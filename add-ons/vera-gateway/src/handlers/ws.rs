//! `/chat/ws/chat`: bridges a websocket to a [`ChatChannel`].
//!
//! A reader task forwards text frames and flags the peer as gone on close or
//! error, so an in-flight answer can be abandoned without waiting for it.

use axum::extract::ws::{Message as WsMessage, WebSocket, WebSocketUpgrade};
use axum::extract::State;
use axum::response::Response;
use futures_util::stream::SplitSink;
use futures_util::{SinkExt, Stream, StreamExt};
use tokio::sync::{mpsc, watch};
use vera_core::{ChatChannel, ChatOrchestrator, Disconnected, EventSink, OutboundEvent};

use crate::state::AppState;

/// Frames queued while an answer is in flight; beyond this the reader stops
/// pulling from the socket.
const INBOUND_FRAME_BUFFER: usize = 16;

pub async fn ws_chat(ws: WebSocketUpgrade, State(state): State<AppState>) -> Response {
    let chat = state.chat.clone();
    ws.on_upgrade(move |socket| run_socket(socket, chat))
}

struct WsEventSink {
    sender: SplitSink<WebSocket, WsMessage>,
    closed: watch::Receiver<bool>,
}

#[async_trait::async_trait]
impl EventSink for WsEventSink {
    async fn emit(&mut self, event: OutboundEvent) -> Result<(), Disconnected> {
        let text = match serde_json::to_string(&event) {
            Ok(text) => text,
            Err(e) => {
                tracing::error!(target: "vera::ws", error = %e, "Could not encode event");
                return Ok(());
            }
        };
        self.sender.send(WsMessage::Text(text)).await.map_err(|_| Disconnected)
    }

    async fn closed(&mut self) {
        loop {
            if *self.closed.borrow() {
                return;
            }
            if self.closed.changed().await.is_err() {
                return;
            }
        }
    }
}

/// Feeds text frames to `frames` until the peer closes, then raises `closed`.
/// A full `frames` buffer stalls reading from the peer.
async fn forward_frames<R>(mut receiver: R, frames: mpsc::Sender<String>, closed: watch::Sender<bool>)
where
    R: Stream<Item = Result<WsMessage, axum::Error>> + Unpin,
{
    while let Some(msg) = receiver.next().await {
        match msg {
            Ok(WsMessage::Text(text)) => {
                if frames.send(text).await.is_err() {
                    break;
                }
            }
            Ok(WsMessage::Close(_)) | Err(_) => break,
            Ok(_) => {}
        }
    }
    let _ = closed.send(true);
}

async fn run_socket(socket: WebSocket, chat: ChatOrchestrator) {
    let (sender, receiver) = socket.split();
    let (closed_tx, closed_rx) = watch::channel(false);
    let (frame_tx, mut frame_rx) = mpsc::channel::<String>(INBOUND_FRAME_BUFFER);

    let reader = tokio::spawn(forward_frames(receiver, frame_tx, closed_tx));

    tracing::info!(target: "vera::ws", "WebSocket connected");
    let mut sink = WsEventSink {
        sender,
        closed: closed_rx,
    };
    let mut channel = ChatChannel::new(chat);
    while let Some(text) = frame_rx.recv().await {
        if channel.handle_text(&text, &mut sink).await.is_err() {
            break;
        }
    }
    channel.close();
    reader.abort();
    tracing::info!(target: "vera::ws", "WebSocket disconnected");
}
pub mod admin;
pub mod auth;
pub mod chat;
pub mod ws;

use axum::extract::State;
use axum::Json;
use serde_json::{json, Value};

use crate::state::AppState;

pub async fn health() -> Json<Value> {
    Json(json!({ "status": "healthy" }))
}

pub async fn root(State(state): State<AppState>) -> Json<Value> {
    Json(json!({
        "message": state.config.server.app_name,
        "version": env!("CARGO_PKG_VERSION"),
        "docs": "/api/v1",
    }))
}
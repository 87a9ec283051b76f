//! Answer engines: a live OpenAI-compatible router and a deterministic mock.

mod mock;
mod router;
mod sse;

pub use mock::MockEngine;
pub use router::ModelRouter;
pub use sse::{SseDecoder, SseEvent};

use std::sync::Arc;
use vera_core::{AnswerEngine, EngineConfig, EngineMode, EngineResult};

/// Build the engine selected by `cfg.mode`.
pub fn engine_from_config(cfg: &EngineConfig) -> EngineResult<Arc<dyn AnswerEngine>> {
    match cfg.mode {
        EngineMode::Mock => {
            tracing::info!(target: "vera::engine", "Using mock answer engine");
            Ok(Arc::new(MockEngine::default()))
        }
        EngineMode::Live => {
            let router = ModelRouter::new(cfg.clone())?;
            tracing::info!(
                target: "vera::engine",
                provider = %cfg.provider,
                url = %cfg.api_url,
                streaming = cfg.streaming,
                "Using live answer engine"
            );
            Ok(Arc::new(router))
        }
    }
}
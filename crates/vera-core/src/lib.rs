//! Vera core: research identities, bearer sessions, the conversation ledger and
//! the chat orchestrator that ties them to an answer engine and a speech
//! synthesizer.

pub mod auth;
pub mod config;
pub mod engine;
pub mod error;
pub mod ledger;
pub mod orchestrator;
pub mod speech;
pub mod store;
pub mod types;

pub use auth::{secrets_match, IssuedToken, SessionAuthenticator, TokenSigner};
pub use config::{CoreConfig, EngineConfig, EngineMode, SpeechConfig};
pub use engine::{Answer, AnswerEngine, AnswerRequest, AnswerStream, ChatTurn, Citation, EngineError, EngineResult};
pub use error::{UpstreamKind, VeraError, VeraResult};
pub use ledger::{ConversationLedger, LedgerLimits};
pub use orchestrator::stream::{ChannelState, ChatChannel, Disconnected, EventSink, InboundFrame, OutboundEvent};
pub use orchestrator::{ChatOrchestrator, ChatRequest, ChatSettings, IngestRequest};
pub use speech::{AudioArtifact, SpeechError, SpeechResult, SpeechSynthesizer};
pub use store::admin::{AdminQueries, IdentityDetail, UsageStats};
pub use store::identity::IdentityStore;
pub use store::{blocking, Database};
pub use types::{
    new_conversation_id, DisclaimerAck, HistoryPage, Identity, Message, NewMessage, Origin, ProviderMeta, Role,
    SessionRecord,
};
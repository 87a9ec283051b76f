//! Error taxonomy shared by every Vera component.

use thiserror::Error;

/// Result type alias for core operations
pub type VeraResult<T> = Result<T, VeraError>;

/// Sub-kind of an Answer Engine failure.
#[derive(Debug, Clone, Copy, PartialEq, Eq)]
pub enum UpstreamKind {
    /// The engine did not answer within the configured deadline.
    Timeout,
    /// The engine answered with an error or an unusable payload.
    Failure,
}

/// Errors surfaced by the identity store, authenticator, ledger and orchestrator.
#[derive(Error, Debug)]
pub enum VeraError {
    #[error("not found: {0}")]
    NotFound(String),

    #[error("unauthorized: {0}")]
    Unauthorized(String),

    #[error("forbidden: {0}")]
    Forbidden(String),

    #[error("invalid argument: {0}")]
    InvalidArgument(String),

    #[error("conflict: {0}")]
    Conflict(String),

    #[error("upstream error ({kind:?}): {message}")]
    Upstream { kind: UpstreamKind, message: String },

    #[error("store unavailable: {0}")]
    TransientStore(String),
}

impl VeraError {
    pub fn upstream_timeout(message: impl Into<String>) -> Self {
        VeraError::Upstream {
            kind: UpstreamKind::Timeout,
            message: message.into(),
        }
    }

    pub fn upstream_failure(message: impl Into<String>) -> Self {
        VeraError::Upstream {
            kind: UpstreamKind::Failure,
            message: message.into(),
        }
    }

    /// Stable snake_case label used in API error bodies and logs.
    pub fn kind(&self) -> &'static str {
        match self {
            VeraError::NotFound(_) => "not_found",
            VeraError::Unauthorized(_) => "unauthorized",
            VeraError::Forbidden(_) => "forbidden",
            VeraError::InvalidArgument(_) => "invalid_argument",
            VeraError::Conflict(_) => "conflict",
            VeraError::Upstream {
                kind: UpstreamKind::Timeout,
                ..
            } => "upstream_timeout",
            VeraError::Upstream { .. } => "upstream_error",
            VeraError::TransientStore(_) => "transient_store_error",
        }
    }

    /// Human-readable message without the kind prefix.
    pub fn message(&self) -> &str {
        match self {
            VeraError::NotFound(m)
            | VeraError::Unauthorized(m)
            | VeraError::Forbidden(m)
            | VeraError::InvalidArgument(m)
            | VeraError::Conflict(m)
            | VeraError::TransientStore(m) => m,
            VeraError::Upstream { message, .. } => message,
        }
    }

    pub fn is_timeout(&self) -> bool {
        matches!(
            self,
            VeraError::Upstream {
                kind: UpstreamKind::Timeout,
                ..
            }
        )
    }
}

impl From<rusqlite::Error> for VeraError {
    fn from(err: rusqlite::Error) -> Self {
        VeraError::TransientStore(err.to_string())
    }
}

#[cfg(test)]
mod tests {
    use super::*;

    #[test]
    fn timeout_is_distinct_upstream_kind() {
        let err = VeraError::upstream_timeout("engine took too long");
        assert!(err.is_timeout());
        assert_eq!(err.kind(), "upstream_timeout");
        assert_eq!(err.message(), "engine took too long");

        let err = VeraError::upstream_failure("HTTP 500");
        assert!(!err.is_timeout());
        assert_eq!(err.kind(), "upstream_error");
    }

    #[test]
    fn sqlite_errors_are_transient() {
        let err: VeraError = rusqlite::Error::InvalidQuery.into();
        assert_eq!(err.kind(), "transient_store_error");
    }
}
+++
• [DESCRIPTION OF THE TASK]:
If a line of the data above contains "ChatChannel", copy it out.

• [SOLUTION TO THIS PROBLEM]:
//! `/chat/ws/chat`: bridges a websocket to a [`ChatChannel`].
use vera_core::{ChatChannel, ChatOrchestrator, Disconnected, EventSink, OutboundEvent};
    let mut channel = ChatChannel::new(chat);
pub use orchestrator::stream::{ChannelState, ChatChannel, Disconnected, EventSink, InboundFrame, OutboundEvent};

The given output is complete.